**Work task**
Report each line from the data below that holds the word "struct".

**Available data**
--------------------------------------------------

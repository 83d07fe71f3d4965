//! Protocol and link configuration.

use std::time::Duration;

use crate::error::ConfigError;
use crate::packet::{DEFAULT_MTU, MAX_PENDING_REASSEMBLY, REASSEMBLY_TIMEOUT};
use crate::wire::MAX_PAYLOAD_SIZE;

/// Session engine configuration
#[derive(Debug, Clone)]
pub struct ProtocolConfig {
    /// Pending initiator handshakes older than this are abandoned
    pub handshake_timeout: Duration,
}

impl Default for ProtocolConfig {
    fn default() -> Self {
        Self {
            handshake_timeout: Duration::from_secs(30 * 60),
        }
    }
}

impl ProtocolConfig {
    /// Period of the expired-handshake sweep: half the handshake timeout.
    #[must_use]
    pub fn sweep_interval(&self) -> Duration {
        self.handshake_timeout / 2
    }

    /// Check value ranges.
    ///
    /// # Errors
    ///
    /// Returns [`ConfigError::Invalid`] for a zero timeout.
    pub fn validate(&self) -> Result<(), ConfigError> {
        if self.handshake_timeout.is_zero() {
            return Err(ConfigError::Invalid {
                field: "handshake_timeout",
                reason: "must be greater than zero",
            });
        }
        Ok(())
    }
}

/// Link adapter configuration
#[derive(Debug, Clone)]
pub struct LinkConfig {
    /// Maximum data bytes per link packet
    pub mtu: usize,
    /// Incomplete reassemblies older than this are discarded
    pub reassembly_timeout: Duration,
    /// Maximum seq values awaiting reassembly per connection
    pub max_pending_reassembly: usize,
    /// Time a fresh inbound connection has to deliver its HANDSHAKE frame
    pub first_frame_timeout: Duration,
    /// Maximum concurrent inbound connections
    pub max_inbound_connections: usize,
}

impl Default for LinkConfig {
    fn default() -> Self {
        Self {
            mtu: DEFAULT_MTU,
            reassembly_timeout: REASSEMBLY_TIMEOUT,
            max_pending_reassembly: MAX_PENDING_REASSEMBLY,
            first_frame_timeout: Duration::from_secs(10),
            max_inbound_connections: 128,
        }
    }
}

impl LinkConfig {
    /// Check value ranges.
    ///
    /// # Errors
    ///
    /// Returns [`ConfigError::Invalid`] naming the first bad field.
    pub fn validate(&self) -> Result<(), ConfigError> {
        // A packet header plus one MTU of data must fit in one wire envelope
        if self.mtu == 0 || self.mtu > MAX_PAYLOAD_SIZE - crate::packet::HEADER_SIZE {
            return Err(ConfigError::Invalid {
                field: "mtu",
                reason: "must be between 1 and the wire payload limit",
            });
        }
        if self.reassembly_timeout.is_zero() {
            return Err(ConfigError::Invalid {
                field: "reassembly_timeout",
                reason: "must be greater than zero",
            });
        }
        if self.max_pending_reassembly == 0 {
            return Err(ConfigError::Invalid {
                field: "max_pending_reassembly",
                reason: "must be greater than zero",
            });
        }
        if self.first_frame_timeout.is_zero() {
            return Err(ConfigError::Invalid {
                field: "first_frame_timeout",
                reason: "must be greater than zero",
            });
        }
        if self.max_inbound_connections == 0 {
            return Err(ConfigError::Invalid {
                field: "max_inbound_connections",
                reason: "must be greater than zero",
            });
        }
        Ok(())
    }
}

#[cfg(test)]
mod tests {
    use super::*;

    #[test]
    fn test_protocol_defaults() {
        let config = ProtocolConfig::default();
        assert_eq!(config.handshake_timeout, Duration::from_secs(1800));
        assert_eq!(config.sweep_interval(), Duration::from_secs(900));
        assert!(config.validate().is_ok());
    }

    #[test]
    fn test_link_defaults_validate() {
        let config = LinkConfig::default();
        assert_eq!(config.mtu, 65_536);
        assert_eq!(config.max_pending_reassembly, 64);
        assert_eq!(config.max_inbound_connections, 128);
        assert!(config.validate().is_ok());
    }

    #[test]
    fn test_link_validate_rejects_zero_values() {
        let config = LinkConfig {
            mtu: 0,
            ..LinkConfig::default()
        };
        assert!(matches!(
            config.validate(),
            Err(ConfigError::Invalid { field: "mtu", .. })
        ));

        let config = LinkConfig {
            max_inbound_connections: 0,
            ..LinkConfig::default()
        };
        assert!(config.validate().is_err());

        let config = ProtocolConfig {
            handshake_timeout: Duration::ZERO,
        };
        assert!(config.validate().is_err());
    }

    #[test]
    fn test_link_validate_rejects_oversized_mtu() {
        let config = LinkConfig {
            mtu: MAX_PAYLOAD_SIZE,
            ..LinkConfig::default()
        };
        assert!(config.validate().is_err());
    }
}
//! SHA-256 hashing and HKDF-SHA256 key derivation (RFC 5869).

use hkdf::Hkdf;
use sha2::{Digest, Sha256};

use crate::{CryptoError, SHA256_OUTPUT_SIZE};

/// SHA-256 output (32 bytes).
pub type HashOutput = [u8; SHA256_OUTPUT_SIZE];

/// All-zero salt used by every Freepath key derivation.
pub const ZERO_SALT: [u8; SHA256_OUTPUT_SIZE] = [0u8; SHA256_OUTPUT_SIZE];

/// Compute the SHA-256 hash of input data.
#[must_use]
pub fn sha256(data: &[u8]) -> HashOutput {
    Sha256::digest(data).into()
}

/// HKDF-SHA256 extract-then-expand into `out`.
///
/// # Errors
///
/// Returns [`CryptoError::KeyDerivationFailed`] if `out` is longer than
/// 255 * 32 bytes.
pub fn hkdf_sha256(ikm: &[u8], salt: &[u8], info: &[u8], out: &mut [u8]) -> Result<(), CryptoError> {
    Hkdf::<Sha256>::new(Some(salt), ikm)
        .expand(info, out)
        .map_err(|_| CryptoError::KeyDerivationFailed)
}

/// Derive a 32-byte key with HKDF-SHA256.
///
/// # Errors
///
/// Propagates [`hkdf_sha256`] failures; a 32-byte output is always in range.
pub fn derive_key(ikm: &[u8], salt: &[u8], info: &[u8]) -> Result<[u8; 32], CryptoError> {
    let mut out = [0u8; 32];
    hkdf_sha256(ikm, salt, info, &mut out)?;
    Ok(out)
}

#[cfg(test)]
mod tests {
    use super::*;

    #[test]
    fn test_sha256_known_vector() {
        assert_eq!(
            hex::encode(sha256(b"abc")),
            "ba7816bf8f01cfea414140de5dae2223b00361a396177a9cb410ff61f20015ad"
        );
    }

    #[test]
    fn test_hkdf_rfc5869_case1() {
        let ikm = [0x0bu8; 22];
        let salt = hex::decode("000102030405060708090a0b0c").unwrap();
        let info = hex::decode("f0f1f2f3f4f5f6f7f8f9").unwrap();

        let mut okm = [0u8; 42];
        hkdf_sha256(&ikm, &salt, &info, &mut okm).unwrap();
        assert_eq!(
            hex::encode(okm),
            "3cb25f25faacd57a90434f64d0362f2a2d2d0a90cf1a5a4c5db02d56ecc4c5bf34007208d5b887185865"
        );
    }

    #[test]
    fn test_derive_key_is_hkdf_prefix() {
        let mut long = [0u8; 64];
        hkdf_sha256(b"ikm", &ZERO_SALT, b"info", &mut long).unwrap();
        assert_eq!(derive_key(b"ikm", &ZERO_SALT, b"info").unwrap(), long[..32]);
    }

    #[test]
    fn test_derive_key_info_separation() {
        assert_ne!(
            derive_key(b"ikm", &ZERO_SALT, b"a").unwrap(),
            derive_key(b"ikm", &ZERO_SALT, b"b").unwrap()
        );
    }

    #[test]
    fn test_hkdf_output_too_long() {
        let mut out = vec![0u8; 255 * 32 + 1];
        assert_eq!(
            hkdf_sha256(b"ikm", &ZERO_SALT, b"", &mut out),
            Err(CryptoError::KeyDerivationFailed)
        );
    }
}
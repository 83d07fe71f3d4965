//! Two-node test fixture for integration testing
//!
//! Builds a pair of mutually trusting nodes, each a [`StatefulProtocol`]
//! on top of a real link adapter, with decrypted frames collected in an
//! inbox.
//!
//! # Example
//!
//! ```no_run
//! use freepath_integration_tests::fixtures::TwoNodeFixture;
//!
//! #[tokio::test]
//! async fn test_basic_exchange() {
//!     let mut fixture = TwoNodeFixture::memory().await;
//!     fixture.establish().await;
//!
//!     let bob = fixture.bob.node_id();
//!     fixture.alice.protocol.send(&bob, b"hi").await.unwrap();
//!     let (_, frame) = fixture.bob.recv().await.unwrap();
//!     assert_eq!(frame.payload, b"hi");
//! }
//! ```

use std::sync::Arc;
use std::time::Duration;

use freepath_core::{
    ContactBook, Frame, LinkAdapter, LinkConfig, LocalIdentity, NodeId, ProtocolConfig,
    StatefulProtocol,
};
use freepath_transport::{LanLinkAdapter, MemoryLinkAdapter, MemoryNetwork};
use tokio::sync::mpsc;

/// Upper bound for any single wait in a test
const WAIT_TIMEOUT: Duration = Duration::from_secs(5);

/// Poll `cond` until it holds or [`WAIT_TIMEOUT`] elapses.
pub async fn wait_until<F: Fn() -> bool>(cond: F) -> bool {
    let deadline = tokio::time::Instant::now() + WAIT_TIMEOUT;
    while tokio::time::Instant::now() < deadline {
        if cond() {
            return true;
        }
        tokio::time::sleep(Duration::from_millis(10)).await;
    }
    cond()
}

/// Contact book trusting every identity in `identities`.
pub fn contacts_of(identities: &[&LocalIdentity]) -> Arc<ContactBook> {
    let book = ContactBook::new();
    for identity in identities {
        book.add(identity.contact_info());
    }
    Arc::new(book)
}

/// One node under test.
pub struct TestNode<L> {
    /// Long-term keys
    pub identity: Arc<LocalIdentity>,
    /// The node's link adapter
    pub link: L,
    /// Session engine
    pub protocol: StatefulProtocol,
    inbox: mpsc::UnboundedReceiver<(NodeId, Frame)>,
}

impl<L: LinkAdapter + Clone + 'static> TestNode<L> {
    /// Wire a protocol onto `link`.
    pub fn new(identity: Arc<LocalIdentity>, contacts: Arc<ContactBook>, link: L) -> Self {
        Self::with_config(identity, contacts, link, ProtocolConfig::default())
    }

    /// Wire a protocol with a custom configuration onto `link`.
    pub fn with_config(
        identity: Arc<LocalIdentity>,
        contacts: Arc<ContactBook>,
        link: L,
        config: ProtocolConfig,
    ) -> Self {
        let (tx, inbox) = mpsc::unbounded_channel();
        let protocol = StatefulProtocol::with_config(
            identity.clone(),
            contacts,
            Arc::new(link.clone()),
            Arc::new(tx),
            config,
        )
        .expect("valid protocol config");
        Self {
            identity,
            link,
            protocol,
            inbox,
        }
    }
}

impl<L> TestNode<L> {
    /// This node's ID.
    pub fn node_id(&self) -> NodeId {
        self.identity.node_id()
    }

    /// Next delivered frame, or `None` after [`WAIT_TIMEOUT`].
    pub async fn recv(&mut self) -> Option<(NodeId, Frame)> {
        tokio::time::timeout(WAIT_TIMEOUT, self.inbox.recv())
            .await
            .ok()
            .flatten()
    }

    /// Next delivered frame if one arrives within `wait`.
    pub async fn try_recv_for(&mut self, wait: Duration) -> Option<(NodeId, Frame)> {
        tokio::time::timeout(wait, self.inbox.recv())
            .await
            .ok()
            .flatten()
    }
}

/// A pair of nodes that trust each other.
pub struct TwoNodeFixture<L> {
    /// Node that dials
    pub alice: TestNode<L>,
    /// Node that answers
    pub bob: TestNode<L>,
}

impl<L> TwoNodeFixture<L> {
    /// Wait until both sides hold a session with each other.
    pub async fn wait_for_sessions(&self) -> bool {
        let alice_id = self.alice.node_id();
        let bob_id = self.bob.node_id();
        wait_until(|| {
            self.alice.protocol.has_session(&bob_id) && self.bob.protocol.has_session(&alice_id)
        })
        .await
    }

    /// Stop both protocols.
    pub async fn shutdown(self) {
        let _ = self.alice.protocol.stop().await;
        let _ = self.bob.protocol.stop().await;
    }
}

impl TwoNodeFixture<MemoryLinkAdapter> {
    /// Two started nodes on a fresh in-process network.
    pub async fn memory() -> Self {
        Self::memory_with_config(LinkConfig::default()).await
    }

    /// Two started nodes on a fresh in-process network using `config`.
    pub async fn memory_with_config(config: LinkConfig) -> Self {
        let network = MemoryNetwork::new();
        let (alice, bob) = identities();
        let contacts = contacts_of(&[alice.as_ref(), bob.as_ref()]);

        let node = |identity: &Arc<LocalIdentity>| {
            let link = network
                .adapter(identity.node_id(), config.clone())
                .expect("valid link config");
            let node = TestNode::new(identity.clone(), contacts.clone(), link);
            node.link.set_link_events(node.protocol.link_events());
            node
        };
        let fixture = Self {
            alice: node(&alice),
            bob: node(&bob),
        };
        start_both(&fixture).await;
        fixture
    }

    /// Announce the connection from Alice and wait for both sessions.
    pub async fn establish(&self) {
        self.alice
            .link
            .connect(self.bob.node_id())
            .await
            .expect("memory connect");
        assert!(self.wait_for_sessions().await, "handshake did not complete");
    }
}

impl TwoNodeFixture<LanLinkAdapter> {
    /// Two started nodes listening on loopback.
    pub async fn lan() -> Self {
        let (alice, bob) = identities();
        let contacts = contacts_of(&[alice.as_ref(), bob.as_ref()]);

        let node = |identity: &Arc<LocalIdentity>| {
            let link = LanLinkAdapter::new(
                identity.node_id(),
                "127.0.0.1:0".parse().expect("loopback address"),
                contacts.clone(),
                LinkConfig::default(),
            )
            .expect("valid link config");
            let node = TestNode::new(identity.clone(), contacts.clone(), link);
            node.link.set_link_events(node.protocol.link_events());
            node
        };
        let fixture = Self {
            alice: node(&alice),
            bob: node(&bob),
        };
        start_both(&fixture).await;
        fixture
    }

    /// Dial Bob from Alice and wait for both sessions.
    pub async fn establish(&self) {
        let addr = self.bob.link.local_addr().expect("bob is listening");
        self.alice
            .link
            .connect(self.bob.node_id(), addr)
            .await
            .expect("tcp connect");
        assert!(self.wait_for_sessions().await, "handshake did not complete");
    }
}

fn identities() -> (Arc<LocalIdentity>, Arc<LocalIdentity>) {
    (
        Arc::new(LocalIdentity::generate()),
        Arc::new(LocalIdentity::generate()),
    )
}

async fn start_both<L>(fixture: &TwoNodeFixture<L>) {
    fixture.alice.protocol.start().await.expect("alice starts");
    fixture.bob.protocol.start().await.expect("bob starts");
}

--------------------------------------------------

**Exercise result**
pub struct ProtocolConfig {
pub struct LinkConfig {
pub struct TestNode<L> {
pub struct TwoNodeFixture<L> {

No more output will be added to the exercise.